Stored data entries:

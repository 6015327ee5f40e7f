//! kubectl-curl library interface
//!
//! A `kubectl` plugin that runs curl against a pod, deployment, statefulset
//! or daemonset through an ephemeral port-forward.
//!
//! # Module Organization
//!
//! - [`k8s`] - Address resolution, pod lookup and the tunnel session
//! - [`curl`] - Pass-through option table and the curl child process
//! - [`cli`] - Command-line surface
//! - [`config`] - Config file and per-invocation settings
//! - [`core`] - Main execution logic
//! - [`signals`] - Interrupt handling (was_interrupted, set_interrupted)
//! - [`errors`] - Error types (KubectlCurlError, Result)
//! - [`status`] - Exit status codes (ExitStatus)

pub mod cli;
pub mod config;
pub mod core;
pub mod curl;
pub mod errors;
pub mod k8s;
pub mod logging;
pub mod signals;
pub mod status;
//! Settings for one invocation

use std::path::PathBuf;

use crate::cli::{Invocation, LogFormat};
use crate::config::Config;
use crate::errors::{KubectlCurlError, Result};
use crate::k8s::PortRange;

/// Program run when neither the config file nor `PATH` lookup says otherwise
pub const DEFAULT_CURL_PROGRAM: &str = "curl";

/// Immutable settings, built once from the command line and the config file
#[derive(Debug, Clone)]
pub struct Settings {
    /// The address as given on the command line
    pub address: String,
    /// Restricts port selection to this container
    pub container: Option<String>,
    pub namespace: Option<String>,
    pub kube_context: Option<String>,
    pub kube_cluster: Option<String>,
    pub kube_user: Option<String>,
    pub kubeconfig: Option<PathBuf>,
    pub curl_program: PathBuf,
    pub curl_args: Vec<String>,
    pub verbose: bool,
    pub local_ports: PortRange,
    pub probe_names: bool,
    pub debug: bool,
    pub log_format: LogFormat,
}

impl Settings {
    pub fn from_invocation(invocation: Invocation, config: &Config) -> Result<Self> {
        let Invocation {
            args,
            curl_args,
            verbose,
        } = invocation;

        let mut targets = args.targets.into_iter();
        let (address, container) = match (targets.next(), targets.next(), targets.next()) {
            (None, _, _) => {
                return Err(KubectlCurlError::Argument(
                    "not enough arguments passed in the command line invocation of kubectl curl"
                        .to_string(),
                ))
            }
            (Some(address), container, None) => (address, container),
            (Some(_), _, Some(_)) => {
                return Err(KubectlCurlError::Argument(
                    "too many arguments passed in the command line invocation of kubectl curl"
                        .to_string(),
                ))
            }
        };

        Ok(Self {
            address,
            container,
            namespace: args.namespace,
            kube_context: args.context,
            kube_cluster: args.cluster,
            kube_user: args.user,
            kubeconfig: args.kubeconfig,
            curl_program: config
                .curl_program
                .clone()
                .unwrap_or_else(|| PathBuf::from(DEFAULT_CURL_PROGRAM)),
            curl_args,
            verbose,
            local_ports: config.local_port_range.unwrap_or_default(),
            probe_names: config.probe_names && !args.no_probe,
            debug: args.debug,
            log_format: args.log_format.unwrap_or_default(),
        })
    }
}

• PROBLEM REQUIREMENTS
Reply with the lines from the first line of the entries through the line that contains "- Command-line surface", repeated exactly with both ends kept, and with nothing else.

• TASK OUTPUT
repository 6015327ee5f40e7f
//! kubectl-curl library interface
//!
//! A `kubectl` plugin that runs curl against a pod, deployment, statefulset
//! or daemonset through an ephemeral port-forward.
//!
//! # Module Organization
//!
//! - [`k8s`] - Address resolution, pod lookup and the tunnel session
//! - [`curl`] - Pass-through option table and the curl child process
//! - [`cli`] - Command-line surface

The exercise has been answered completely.